Cardiac voltage-gated Ca 2+ channels regulate the intracellular Ca 2+ concentration and are therefore essential for muscle contraction, second messenger activation, gene expression and electrical signaling. As a first step in accessing the structural versus functional properties of the L-type Ca 2+ channel in the heart, we have expressed a dihydropyridine (DHP)-insensitive Ca V1.2 channel in rat ventricular myocytes and fibroblasts. Following isolation and culture, cells were infected with adenovirus expressing either LacZ or a mutant Ca V1.2 channel (Ca V1.2DHP i) containing the double mutation (T1039Y & Q1043M). This mutation renders the channel insensitive to neutral DHP compounds such as nisoldipine. The whole-cell, L-type Ca 2+ current ( I Ca) measured in control myocytes was inhibited in a concentration-dependent manner by nisoldipine with an IC 50 of 66 nM and complete block at 250 nM. In contrast, I Ca in cells infected with AdCa V1.2DHP i was inhibited by only 35% by 500 nM nisoldipine but completely blocked by 50 μM diltiazem. In order to study Ca V1.2DHP i in isolation, myocytes infected with AdCa V1.2DHP i were incubated with nisoldipine.
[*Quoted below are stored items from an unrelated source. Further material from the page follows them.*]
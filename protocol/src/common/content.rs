//! Content collections managed from the console
//!
//! Each kind maps to one REST collection on the backend. The record structs
//! describe what the backend requires on creation; media fields are optional
//! here because they travel as multipart file parts rather than JSON.

use serde::{Deserialize, Serialize};
use std::fmt;
use std::str::FromStr;
use validator::Validate;

// ============================================================================
// Content kinds
// ============================================================================

#[derive(Debug, Clone, Copy, PartialEq, Eq, Hash, Serialize, Deserialize)]
#[serde(rename_all = "kebab-case")]
pub enum ContentKind {
    Certificates,
    Partners,
    Faqs,
    Counters,
    Team,
    Testimonials,
    Services,
    Projects,
    News,
    Gallery,
}

impl ContentKind {
    pub const ALL: [ContentKind; 10] = [
        ContentKind::Certificates,
        ContentKind::Partners,
        ContentKind::Faqs,
        ContentKind::Counters,
        ContentKind::Team,
        ContentKind::Testimonials,
        ContentKind::Services,
        ContentKind::Projects,
        ContentKind::News,
        ContentKind::Gallery,
    ];

    /// Collection path relative to the API base
    pub fn path(&self) -> &'static str {
        match self {
            ContentKind::Certificates => "/certificates",
            ContentKind::Partners => "/partners",
            ContentKind::Faqs => "/faqs",
            ContentKind::Counters => "/counters",
            ContentKind::Team => "/team",
            ContentKind::Testimonials => "/testimonials",
            ContentKind::Services => "/services",
            ContentKind::Projects => "/projects",
            ContentKind::News => "/news",
            ContentKind::Gallery => "/gallery",
        }
    }

    /// Envelope member holding the collection when `data` is absent
    pub fn plural_key(&self) -> &'static str {
        match self {
            ContentKind::Certificates => "certificates",
            ContentKind::Partners => "partners",
            ContentKind::Faqs => "faqs",
            ContentKind::Counters => "counters",
            ContentKind::Team => "teamMembers",
            ContentKind::Testimonials => "testimonials",
            ContentKind::Services => "services",
            ContentKind::Projects => "projects",
            ContentKind::News => "news",
            ContentKind::Gallery => "gallery",
        }
    }

    /// Whether records of this kind carry uploaded media
    pub fn has_media(&self) -> bool {
        !matches!(self, ContentKind::Faqs | ContentKind::Counters)
    }

    pub fn as_str(&self) -> &'static str {
        self.path().trim_start_matches('/')
    }
}

impl fmt::Display for ContentKind {
    fn fmt(&self, f: &mut fmt::Formatter<'_>) -> fmt::Result {
        f.write_str(self.as_str())
    }
}

impl FromStr for ContentKind {
    type Err = String;

    fn from_str(s: &str) -> Result<Self, Self::Err> {
        let lowered = s.trim().to_ascii_lowercase();
        let kind = match lowered.as_str() {
            "certificates" | "certificate" => ContentKind::Certificates,
            "partners" | "partner" => ContentKind::Partners,
            "faqs" | "faq" => ContentKind::Faqs,
            "counters" | "counter" => ContentKind::Counters,
            "team" | "team-members" | "members" => ContentKind::Team,
            "testimonials" | "testimonial" => ContentKind::Testimonials,
            "services" | "service" => ContentKind::Services,
            "projects" | "project" => ContentKind::Projects,
            "news" => ContentKind::News,
            "gallery" | "media" => ContentKind::Gallery,
            other => return Err(format!("unknown content kind '{}'", other)),
        };
        Ok(kind)
    }
}

// ============================================================================
// Records
// ============================================================================

#[derive(Debug, Clone, Serialize, Deserialize, Validate)]
#[serde(rename_all = "camelCase")]
pub struct Certificate {
    #[validate(length(min = 1, max = 255))]
    pub title: String,
    pub issuer: Option<String>,
    pub issued_at: Option<String>,
    pub image: Option<String>,
}

#[derive(Debug, Clone, Serialize, Deserialize, Validate)]
#[serde(rename_all = "camelCase")]
pub struct Partner {
    #[validate(length(min = 1, max = 255))]
    pub name: String,
    #[validate(url)]
    pub website: Option<String>,
    pub logo: Option<String>,
}

#[derive(Debug, Clone, Serialize, Deserialize, Validate)]
#[serde(rename_all = "camelCase")]
pub struct Faq {
    #[validate(length(min = 1))]
    pub question: String,
    #[validate(length(min = 1))]
    pub answer: String,
}

#[derive(Debug, Clone, Serialize, Deserialize, Validate)]
#[serde(rename_all = "camelCase")]
pub struct Counter {
    #[validate(length(min = 1, max = 100))]
    pub label: String,
    #[validate(range(min = 0))]
    pub value: i64,
    pub suffix: Option<String>,
}

#[derive(Debug, Clone, Serialize, Deserialize, Validate)]
#[serde(rename_all = "camelCase")]
pub struct TeamMember {
    #[validate(length(min = 1, max = 255))]
    pub name: String,
    #[validate(length(min = 1, max = 255))]
    pub position: String,
    pub bio: Option<String>,
    pub photo: Option<String>,
}

#[derive(Debug, Clone, Serialize, Deserialize, Validate)]
#[serde(rename_all = "camelCase")]
pub struct Testimonial {
    #[validate(length(min = 1, max = 255))]
    pub author: String,
    pub company: Option<String>,
    #[validate(length(min = 1))]
    pub content: String,
    #[validate(range(min = 1, max = 5))]
    pub rating: Option<u8>,
    pub photo: Option<String>,
}

#[derive(Debug, Clone, Serialize, Deserialize, Validate)]
#[serde(rename_all = "camelCase")]
pub struct Service {
    #[validate(length(min = 1, max = 255))]
    pub title: String,
    #[validate(length(min = 1))]
    pub description: String,
    pub icon: Option<String>,
}

#[derive(Debug, Clone, Serialize, Deserialize, Validate)]
#[serde(rename_all = "camelCase")]
pub struct Project {
    #[validate(length(min = 1, max = 255))]
    pub title: String,
    #[validate(length(min = 1))]
    pub description: String,
    pub client: Option<String>,
    pub category: Option<String>,
    #[serde(default)]
    pub images: Vec<String>,
}

#[derive(Debug, Clone, Serialize, Deserialize, Validate)]
#[serde(rename_all = "camelCase")]
pub struct News {
    #[validate(length(min = 1, max = 255))]
    pub title: String,
    #[validate(length(min = 1))]
    pub content: String,
    pub published_at: Option<String>,
    pub cover: Option<String>,
}

#[derive(Debug, Clone, Serialize, Deserialize, Validate)]
#[serde(rename_all = "camelCase")]
pub struct GalleryItem {
    pub title: Option<String>,
    #[validate(custom(function = "validate_media_type"))]
    pub media_type: String,
    pub url: Option<String>,
}

fn validate_media_type(media_type: &str) -> Result<(), validator::ValidationError> {
    match media_type {
        "image" | "video" => Ok(()),
        _ => Err(validator::ValidationError::new("media_type")),
    }
}
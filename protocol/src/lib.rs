//! Wire types shared between the sitedesk console and the site content backend.

pub mod api;
pub mod common;

pub use api::*;
pub use common::*;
Under this condition the cells expressed a large I Ca (12 pA/pF) and displayed Ca 2+ transients during field stimulation. Furthermore, addition of 2 μM forskolin and 100 μM 3-isobutyl-1-methylxanthine (IBMX), to stimulate protein kinase A, strongly increased I Ba in the AdCa V1.2DHP i-infected cells. A Cd 2+-sensitive I Ba was also recorded in cardiac fibroblasts infected with AdCa V1.2DHP i. Thus, expression of Ca V1.2DHP i will provide an important tool in studies of cardiac myocyte and fibroblast function.